REQUIRED ACTION
Going through the entries below, work out how many lines have the string "None" in them. Give the number and nothing more.

Extracted data entries:

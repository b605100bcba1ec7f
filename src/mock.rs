//! Deterministic offline transport.
//!
//! Used for `use_mock` mode (no network, no credentials) through
//! [`MockTransport::offline`]. The rest of the builder is a public test
//! double for [`ProviderAdapter`](crate::adapter::ProviderAdapter): it scripts
//! replies, per-model failures and delays, stream chunks and hangs, and
//! records what the adapter asked for. Integration tests link the library
//! without `cfg(test)`, so these hooks stay public.

use crate::error::TransportError;
use crate::transport::{ChatRequest, ChatTransport, ChunkStream, ProviderKind};
use async_trait::async_trait;
use futures::StreamExt;
use std::collections::HashMap;
use std::sync::atomic::{AtomicBool, AtomicUsize, Ordering};
use std::sync::{Arc, Mutex};
use std::time::Duration;
use tokio::sync::Notify;

pub struct MockTransport {
    kind: ProviderKind,
    models: Vec<String>,
    available: bool,
    configuration_error: Option<String>,
    reply: Option<String>,
    failures: HashMap<String, TransportError>,
    delays: HashMap<String, Duration>,
    chunks: Option<Vec<String>>,
    stream_error: Option<TransportError>,
    hang: bool,
    list_calls: AtomicUsize,
    chat_models: Mutex<Vec<String>>,
    released: Arc<AtomicBool>,
    release_notify: Arc<Notify>,
}

impl MockTransport {
    /// A reachable backend with no models and no canned reply.
    pub fn new(kind: ProviderKind) -> Self {
        Self {
            kind,
            models: Vec::new(),
            available: true,
            configuration_error: None,
            reply: None,
            failures: HashMap::new(),
            delays: HashMap::new(),
            chunks: None,
            stream_error: None,
            hang: false,
            list_calls: AtomicUsize::new(0),
            chat_models: Mutex::new(Vec::new()),
            released: Arc::new(AtomicBool::new(false)),
            release_notify: Arc::new(Notify::new()),
        }
    }

    /// The transport registered in mock mode: one model per backend.
    pub fn offline(kind: ProviderKind) -> Self {
        let model = format!("mock-{kind}-coder");
        Self::new(kind).with_models(&[model.as_str()])
    }

    pub fn with_models(mut self, models: &[&str]) -> Self {
        self.models = models.iter().map(|m| m.to_string()).collect();
        self
    }

    pub fn with_reply(mut self, reply: impl Into<String>) -> Self {
        self.reply = Some(reply.into());
        self
    }

    /// Every chat against `model` fails with `error`.
    pub fn fail_model(mut self, model: &str, error: TransportError) -> Self {
        self.failures.insert(model.to_string(), error);
        self
    }

    /// Every chat against `model` waits `delay` before answering or failing.
    pub fn delay_model(mut self, model: &str, delay: Duration) -> Self {
        self.delays.insert(model.to_string(), delay);
        self
    }

    pub fn with_chunks(mut self, chunks: &[&str]) -> Self {
        self.chunks = Some(chunks.iter().map(|c| c.to_string()).collect());
        self
    }

    /// Emitted after the chunks instead of a clean end.
    pub fn with_stream_error(mut self, error: TransportError) -> Self {
        self.stream_error = Some(error);
        self
    }

    /// After the chunks the stream never yields again.
    pub fn hang_after_chunks(mut self) -> Self {
        self.hang = true;
        self
    }

    pub fn unavailable(mut self) -> Self {
        self.available = false;
        self
    }

    pub fn unconfigured(mut self, message: impl Into<String>) -> Self {
        self.configuration_error = Some(message.into());
        self
    }

    pub fn list_calls(&self) -> usize {
        self.list_calls.load(Ordering::SeqCst)
    }

    /// Models requested by chat and stream calls, in call order.
    pub fn chat_models(&self) -> Vec<String> {
        self.chat_models.lock().map(|m| m.clone()).unwrap_or_default()
    }

    /// Resolves once a stream handed out by this transport has been dropped.
    pub async fn wait_for_stream_release(&self) {
        loop {
            if self.released.load(Ordering::SeqCst) {
                return;
            }
            self.release_notify.notified().await;
        }
    }

    fn record(&self, model: &str) {
        if let Ok(mut models) = self.chat_models.lock() {
            models.push(model.to_string());
        }
    }

    fn reply_for(&self, request: &ChatRequest) -> String {
        if let Some(reply) = &self.reply {
            return reply.clone();
        }
        let asked = request
            .messages
            .iter()
            .rev()
            .find(|m| m.role == "user")
            .and_then(|m| m.content.lines().next())
            .unwrap_or_default();
        format!(
            "Here is a mock implementation:\n```\n// {} mock output\n// {}\n```",
            self.kind, asked
        )
    }
}

/// Sets the release flag when the stream holding it is dropped.
struct ReleaseGuard {
    released: Arc<AtomicBool>,
    notify: Arc<Notify>,
}

impl Drop for ReleaseGuard {
    fn drop(&mut self) {
        self.released.store(true, Ordering::SeqCst);
        self.notify.notify_one();
    }
}

#[async_trait]
impl ChatTransport for MockTransport {
    fn kind(&self) -> ProviderKind {
        self.kind
    }

    fn ensure_configured(&self) -> Result<(), TransportError> {
        match &self.configuration_error {
            Some(message) => Err(TransportError::Configuration(message.clone())),
            None => Ok(()),
        }
    }

    async fn list_models(&self) -> Result<Vec<String>, TransportError> {
        self.list_calls.fetch_add(1, Ordering::SeqCst);
        self.ensure_configured()?;
        if !self.available {
            return Err(TransportError::Unavailable(format!("mock {} is offline", self.kind)));
        }
        Ok(self.models.clone())
    }

    async fn complete_chat(&self, request: &ChatRequest) -> Result<String, TransportError> {
        self.record(&request.model);
        if let Some(delay) = self.delays.get(&request.model) {
            tokio::time::sleep(*delay).await;
        }
        if let Some(error) = self.failures.get(&request.model) {
            return Err(error.clone());
        }
        Ok(self.reply_for(request))
    }

    async fn stream_chat(&self, request: &ChatRequest) -> Result<ChunkStream, TransportError> {
        self.record(&request.model);
        if let Some(error) = self.failures.get(&request.model) {
            return Err(error.clone());
        }

        let chunks = self.chunks.clone().unwrap_or_else(|| {
            self.reply_for(request)
                .split_inclusive(' ')
                .map(str::to_string)
                .collect()
        });
        let mut items: Vec<Result<String, TransportError>> = chunks.into_iter().map(Ok).collect();
        if let Some(error) = &self.stream_error {
            items.push(Err(error.clone()));
        }

        let body = futures::stream::iter(items);
        let body = if self.hang {
            body.chain(futures::stream::pending()).boxed()
        } else {
            body.boxed()
        };

        let guard = ReleaseGuard {
            released: Arc::clone(&self.released),
            notify: Arc::clone(&self.release_notify),
        };
        let guarded = futures::stream::unfold((body, guard), |(mut body, guard)| async move {
            let item = body.next().await?;
            Some((item, (body, guard)))
        });
        Ok(guarded.boxed())
    }
}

REPLY TO THE TASK
5